Pretrained language models use a vocabulary to translate words into numbers. However, these numbers do not reflect the relationship or connection between words before being fed into deep learning models.
This means that, years in texts will be translated into discrete numerical values, which are indexes in the vocabulary, leading to the ignorance of continuous temporal trend. To be specific, the difference between articles in 1990 and those in 1998 is likely to be the same as the difference between articles in 1990 and those in 1992. Our goal is to find a way of telling language models that articles in 1990 are more similar to those in 1992 than those in 1998.
There are some ways we can try, such as mapping years into special positions in the vocabulary, replacing years by a special encoding schema and so on. For example, we can use four base system to change 1980 into 132330, and split it into 132 and 330. Assuming 132 and 330 refer to [unused1] and [unused2] repectively in the vocabulary, language models then would translate '1980' into '[unused1]','[unused2]'.

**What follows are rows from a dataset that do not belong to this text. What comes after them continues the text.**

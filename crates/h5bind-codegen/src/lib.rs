//! C++ HDF5 datatype binding generator
//!
//! Renders, for one analysed header, a `<stem>_DxTransform.h` declaring a
//! binding class per file-local enum, struct, class and union, and a
//! `<stem>_DxTransform.cpp` whose constructors describe each type's memory
//! layout to HDF5.

pub mod artifacts;
pub mod emitter;
pub mod error;
pub mod header;
pub mod naming;
pub mod plan;
pub mod source;

use std::path::{Path, PathBuf};

use h5bind_core::{FileExcluder, FileScopeView, Logger};
use tracing::instrument;

pub use artifacts::{Artifact, GeneratedArtifacts};
pub use error::CodegenError;
pub use plan::BindingPlan;

/// Common trait for binding generators
pub trait Codegen {
    fn generate(
        &mut self,
        view: &FileScopeView,
        excluder: &FileExcluder,
    ) -> Result<GeneratedArtifacts, CodegenError>;
}

pub struct BindingCodegen<'l> {
    output_dir: PathBuf,
    indent_size: usize,
    logger: &'l Logger,
}

impl<'l> BindingCodegen<'l> {
    pub fn new(output_dir: impl Into<PathBuf>, logger: &'l Logger) -> Self {
        Self {
            output_dir: output_dir.into(),
            indent_size: 4,
            logger,
        }
    }

    pub fn with_indent_size(mut self, indent_size: usize) -> Self {
        self.indent_size = indent_size;
        self
    }

    pub fn output_dir(&self) -> &Path {
        &self.output_dir
    }

    /// Generate and write both artifacts
    pub fn emit(
        &mut self,
        view: &FileScopeView,
        excluder: &FileExcluder,
    ) -> Result<GeneratedArtifacts, CodegenError> {
        let artifacts = self.generate(view, excluder)?;
        artifacts.write_all()?;
        Ok(artifacts)
    }
}

impl Codegen for BindingCodegen<'_> {
    #[instrument(skip_all, fields(file = %view.source_file().display()))]
    fn generate(
        &mut self,
        view: &FileScopeView,
        excluder: &FileExcluder,
    ) -> Result<GeneratedArtifacts, CodegenError> {
        let plan = BindingPlan::build(view, excluder, self.logger)?;

        let header = header::render_header(&plan, self.indent_size)?;
        let source = source::render_source(&plan, self.logger, self.indent_size)?;

        Ok(GeneratedArtifacts {
            header: Artifact {
                path: naming::header_path(&self.output_dir, plan.stem()),
                contents: header,
            },
            source: Artifact {
                path: naming::source_path(&self.output_dir, plan.stem()),
                contents: source,
            },
        })
    }
}
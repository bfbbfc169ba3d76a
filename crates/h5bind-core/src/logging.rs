//! Leveled, user-facing log policy
//!
//! [`Logger`] applies the verbosity threshold and the warnings-as-errors
//! promotion, hands surviving messages to a [`LogSink`], and reports back the
//! level the message was actually logged at. It never aborts anything itself:
//! callers that receive [`LogLevel::Severe`] turn it into
//! [`CoreError::FatalLog`] (see [`Logger::check`]).

use std::fmt;
use std::sync::{Arc, Mutex};

use serde::{Deserialize, Serialize};

use crate::error::CoreError;

/// Message levels, most significant first
#[derive(Debug, Clone, Copy, PartialEq, Eq, PartialOrd, Ord, Hash, Serialize, Deserialize)]
pub enum LogLevel {
    Severe = 0,
    Warning = 1,
    Info = 2,
    Debug1 = 3,
    Debug2 = 4,
    Debug3 = 5,
}

impl LogLevel {
    /// Threshold for a numeric verbosity; values past `Debug3` saturate
    pub fn from_verbosity(verbosity: u8) -> Self {
        match verbosity {
            0 => LogLevel::Severe,
            1 => LogLevel::Warning,
            2 => LogLevel::Info,
            3 => LogLevel::Debug1,
            4 => LogLevel::Debug2,
            _ => LogLevel::Debug3,
        }
    }

    pub fn prefix(self) -> &'static str {
        match self {
            LogLevel::Severe => "SEVERE",
            LogLevel::Warning => "WARNING",
            LogLevel::Info => "INFO",
            LogLevel::Debug1 => "DEBUG1",
            LogLevel::Debug2 => "DEBUG2",
            LogLevel::Debug3 => "DEBUG3",
        }
    }

    pub fn is_severe(self) -> bool {
        self == LogLevel::Severe
    }

    /// The tracing level a message of this level is forwarded at
    pub fn tracing_level(self) -> tracing::Level {
        match self {
            LogLevel::Severe => tracing::Level::ERROR,
            LogLevel::Warning => tracing::Level::WARN,
            LogLevel::Info => tracing::Level::INFO,
            LogLevel::Debug1 => tracing::Level::DEBUG,
            LogLevel::Debug2 | LogLevel::Debug3 => tracing::Level::TRACE,
        }
    }
}

impl fmt::Display for LogLevel {
    fn fmt(&self, f: &mut fmt::Formatter<'_>) -> fmt::Result {
        f.write_str(self.prefix())
    }
}

/// Destination of log messages that passed the threshold
pub trait LogSink: Send + Sync {
    fn emit(&self, level: LogLevel, message: &str);
}

/// Forwards messages to `tracing`
#[derive(Debug, Default, Clone, Copy)]
pub struct TracingSink;

impl LogSink for TracingSink {
    fn emit(&self, level: LogLevel, message: &str) {
        match level {
            LogLevel::Severe => tracing::error!(target: "h5bind", "{}: {}", level, message),
            LogLevel::Warning => tracing::warn!(target: "h5bind", "{}: {}", level, message),
            LogLevel::Info => tracing::info!(target: "h5bind", "{}: {}", level, message),
            LogLevel::Debug1 => tracing::debug!(target: "h5bind", "{}: {}", level, message),
            LogLevel::Debug2 | LogLevel::Debug3 => {
                tracing::trace!(target: "h5bind", "{}: {}", level, message)
            }
        }
    }
}

/// Keeps every message in memory; cloning shares the buffer
#[derive(Debug, Default, Clone)]
pub struct MemorySink {
    records: Arc<Mutex<Vec<(LogLevel, String)>>>,
}

impl MemorySink {
    pub fn new() -> Self {
        Self::default()
    }

    pub fn records(&self) -> Vec<(LogLevel, String)> {
        self.records
            .lock()
            .map(|records| records.clone())
            .unwrap_or_default()
    }

    pub fn count(&self, level: LogLevel) -> usize {
        self.records()
            .iter()
            .filter(|(recorded, _)| *recorded == level)
            .count()
    }
}

impl LogSink for MemorySink {
    fn emit(&self, level: LogLevel, message: &str) {
        if let Ok(mut records) = self.records.lock() {
            records.push((level, message.to_string()));
        }
    }
}

pub struct Logger {
    threshold: LogLevel,
    warnings_as_errors: bool,
    sink: Box<dyn LogSink>,
}

impl fmt::Debug for Logger {
    fn fmt(&self, f: &mut fmt::Formatter<'_>) -> fmt::Result {
        f.debug_struct("Logger")
            .field("threshold", &self.threshold)
            .field("warnings_as_errors", &self.warnings_as_errors)
            .finish_non_exhaustive()
    }
}

impl Default for Logger {
    fn default() -> Self {
        Self::new(LogLevel::Info, false)
    }
}

impl Logger {
    pub fn new(threshold: LogLevel, warnings_as_errors: bool) -> Self {
        Self::with_sink(threshold, warnings_as_errors, TracingSink)
    }

    pub fn with_sink(
        threshold: LogLevel,
        warnings_as_errors: bool,
        sink: impl LogSink + 'static,
    ) -> Self {
        Self {
            threshold,
            warnings_as_errors,
            sink: Box::new(sink),
        }
    }

    /// Report a message and return the level it was logged at, which is
    /// `Severe` for promoted warnings.
    pub fn log(&self, level: LogLevel, message: impl fmt::Display) -> LogLevel {
        let mut effective = level;
        let mut message = message.to_string();

        if level == LogLevel::Warning && self.warnings_as_errors {
            effective = LogLevel::Severe;
            message.push_str(
                " (would normally be a warning, but warnings are treated as errors)",
            );
        }

        if effective <= self.threshold {
            self.sink.emit(effective, &message);
        }
        effective
    }

    /// Log a message and fail with [`CoreError::FatalLog`] if it ended up severe
    pub fn check(&self, level: LogLevel, message: impl fmt::Display) -> Result<(), CoreError> {
        let message = message.to_string();
        if self.log(level, &message).is_severe() {
            Err(CoreError::FatalLog(message))
        } else {
            Ok(())
        }
    }
}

In a word, we try to deconstruct the expression of time to make language models aware that time is continuous. The similarity between texts should be inversely related to the gap of their published years. In the following work, we will focus on methods to deconstruct the expression of time and tasks that test whether a language model is time-aware or not.
This idea is inspired by Prof Benyou Wang in School of Data Science, The Chinses University of Hong Kong, Shenzhen. I am a master student in Dept. of Statistics, The London School of Economics and Political Science. Lei XIA, a master student in Dept. of Computer Science, The University of Hong Kong, works on this work together with me.